Now in response to this monumental muzzle of proposed legislation, the ACLU has—denounced it as an affront to the First Amendment? Whipped out their old shtick about “no matter how offensive some speech may seem, it is not our place to decide who has the right to speak and who doesn’t based on moral ideology”?
Nope. They’ve endorsed it. Big surprise. And that endorsement has caused many who have defended the organization’s work in the past to now come forward and openly criticize the group. Nat Hentoff, a syndicated columnist and former ACLU board member, asked, “What about the First Amendment? When you have the state, with its power, deciding what is deceptive on something as thoroughly controversial as this, it goes against the very core, it seems to me, of the First Amendment.” According to Hentoff, advocacy of abortion over and above freedom of speech has been a problem in the ACLU for years.

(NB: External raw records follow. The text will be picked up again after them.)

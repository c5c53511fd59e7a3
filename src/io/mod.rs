//! I/O layer: decoding uploaded templates, encoding photocards, the manifest
//! sidecar, and delivery ports that receive batches.
pub mod decode;
pub use decode::{decode_composite, open_composite};

pub mod delivery;
pub use delivery::{DeliveryPort, DirectoryPort, MemoryPort, NO_PHOTOCARDS_MESSAGE};

pub mod writers;
pub use writers::{EncodedPhoto, encode_photo, photo_file_name};
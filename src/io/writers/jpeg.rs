use image::RgbImage;
use jpeg_encoder::{ColorType, Encoder};

use crate::error::{Error, Result};

pub const DEFAULT_JPEG_QUALITY: u8 = 95;

/// Encode an RGB photocard as baseline JPEG bytes.
pub fn encode_rgb_jpeg(img: &RgbImage, quality: u8) -> Result<Vec<u8>> {
    let to_u16 = |side: u32| u16::try_from(side).map_err(|_| Error::invalid("jpeg_dimension", side));
    let cols = to_u16(img.width())?;
    let rows = to_u16(img.height())?;

    let mut bytes = Vec::new();
    let encoder = Encoder::new(&mut bytes, quality);
    encoder
        .encode(img.as_raw(), cols, rows, ColorType::Rgb)
        .map_err(Error::encode)?;
    Ok(bytes)
}
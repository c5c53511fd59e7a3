use image::{Rgb, RgbImage};

use crate::error::{Error, Result};
use crate::types::Region;

/// The scanned template: an immutable RGB8 raster.
///
/// Channel order is RGB as produced by the `image` decoders and is kept
/// unchanged through every stage.
#[derive(Debug, Clone, PartialEq)]
pub struct CompositeImage {
    rgb: RgbImage,
}

impl CompositeImage {
    pub fn from_rgb(rgb: RgbImage) -> Self {
        Self { rgb }
    }

    /// Build from an interleaved RGB8 buffer of exactly `width * height * 3` bytes.
    pub fn from_raw(width: u32, height: u32, data: Vec<u8>) -> Result<Self> {
        let len = data.len();
        RgbImage::from_raw(width, height, data)
            .map(Self::from_rgb)
            .ok_or_else(|| {
                Error::invalid(
                    "raw_buffer",
                    format!("{len} bytes for {width}x{height} RGB8"),
                )
            })
    }

    pub fn width(&self) -> u32 {
        self.rgb.width()
    }

    pub fn height(&self) -> u32 {
        self.rgb.height()
    }

    pub fn total_pixels(&self) -> u64 {
        self.width() as u64 * self.height() as u64
    }

    pub fn pixel(&self, x: u32, y: u32) -> [u8; 3] {
        self.rgb.get_pixel(x, y).0
    }

    pub fn as_rgb(&self) -> &RgbImage {
        &self.rgb
    }

    /// Copy the pixels under `region` into an independent photo.
    pub(crate) fn crop(&self, region: Region) -> ExtractedPhoto {
        let image = image::imageops::crop_imm(
            &self.rgb,
            region.x,
            region.y,
            region.width,
            region.height,
        )
        .to_image();
        ExtractedPhoto { region, image }
    }
}

impl From<RgbImage> for CompositeImage {
    fn from(rgb: RgbImage) -> Self {
        Self::from_rgb(rgb)
    }
}

/// One photocard cut out of a composite; owns its pixels.
#[derive(Debug, Clone, PartialEq)]
pub struct ExtractedPhoto {
    pub region: Region,
    pub image: RgbImage,
}

impl ExtractedPhoto {
    pub fn width(&self) -> u32 {
        self.image.width()
    }

    pub fn height(&self) -> u32 {
        self.image.height()
    }

    pub fn pixel(&self, x: u32, y: u32) -> Rgb<u8> {
        *self.image.get_pixel(x, y)
    }

    pub fn into_image(self) -> RgbImage {
        self.image
    }
}

#[cfg(test)]
mod tests {
    use super::*;

    #[test]
    fn from_raw_checks_buffer_length() {
        assert!(CompositeImage::from_raw(2, 2, vec![0; 12]).is_ok());
        let err = CompositeImage::from_raw(2, 2, vec![0; 11]).unwrap_err();
        assert!(matches!(err, Error::InvalidArgument { arg: "raw_buffer", .. }));
    }

    #[test]
    fn crop_copies_exact_sub_block() {
        let rgb = RgbImage::from_fn(6, 4, |x, y| Rgb([x as u8, y as u8, (x * y) as u8]));
        let composite = CompositeImage::from_rgb(rgb);
        let photo = composite.crop(Region::new(2, 1, 3, 2));
        assert_eq!((photo.width(), photo.height()), (3, 2));
        for y in 0..2 {
            for x in 0..3 {
                assert_eq!(photo.pixel(x, y).0, composite.pixel(x + 2, y + 1));
            }
        }
    }
}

Of course it has, because when you get down to it, that’s more important to them.
University of California law professor Eugene Volokh said that parts of the bill would likely be declared unconstitutional. Said he: “The same logic would justify regulating a broad range of political or historical statements. I think that’s a very dangerous policy.”
Dissension in the ranks
Criticism isn’t coming just from without, but from within as well. Yahoo! News reported on Tuesday that ACLU board member Wendy Kaminer openly dissented the ridiculous backing of the ridiculous bill. Kaminer is a Boston attorney who considers herself “very strongly pro-choice.” Said she: “I don't believe the pro-choice movement has the copyright on the term ‘abortion services.’ That seems to me a very clear example of government being the language police.”
Now reports are coming out that the ACLU may do a little internal language policing of its own. Agape Press reports that the ACLU is developing new guidelines that would restrict its own officials from publicly criticizing disagreements within the organization. The new policies stem from recent squabbles that took place between Kaminer and ACLU executive director Anthony Romero. During a meeting, Romero asked her and fellow board member Michael Meyers to step outside, after which he verbally chastised them.
Bendict is dead-on
Just think if word got out about Pope Benedict telling dissenters to step outside and then chastising them later. Imagine the deluge of coverage that would get! We would never hear the end of Cardinal Ratzinger’s history of “suppressing debate” and “silencing dissent” and all this other rigmarole. As it turns out Pope Benedict has listened far more charitably to other people’s ideas and been more pastoral than anyone in the mainstream press anticipated, far from the foaming fuming rabid rottweiler we were told to expect. And on the other hand you’ve got the executive director of the ACLU chewing out the two people in the room who have the smidgen of intellectual honesty necessary to point out the blatant hypocrisy of their organization’s endorsements. The more we see of the goings on in the meeting rooms of those who support abortion to the exclusion even of rights like free _expression, the more Pope Benedict’s characterization of the “dictatorship of relativism” proves dead-on.
I think somebody, maybe one of the reps from South Dakota, should introduce a counter-bill, entitled the “Stop False Accusations of Pregnancy Help Centers Act.” I wonder if the Anti-Christian Liberties Union would back that?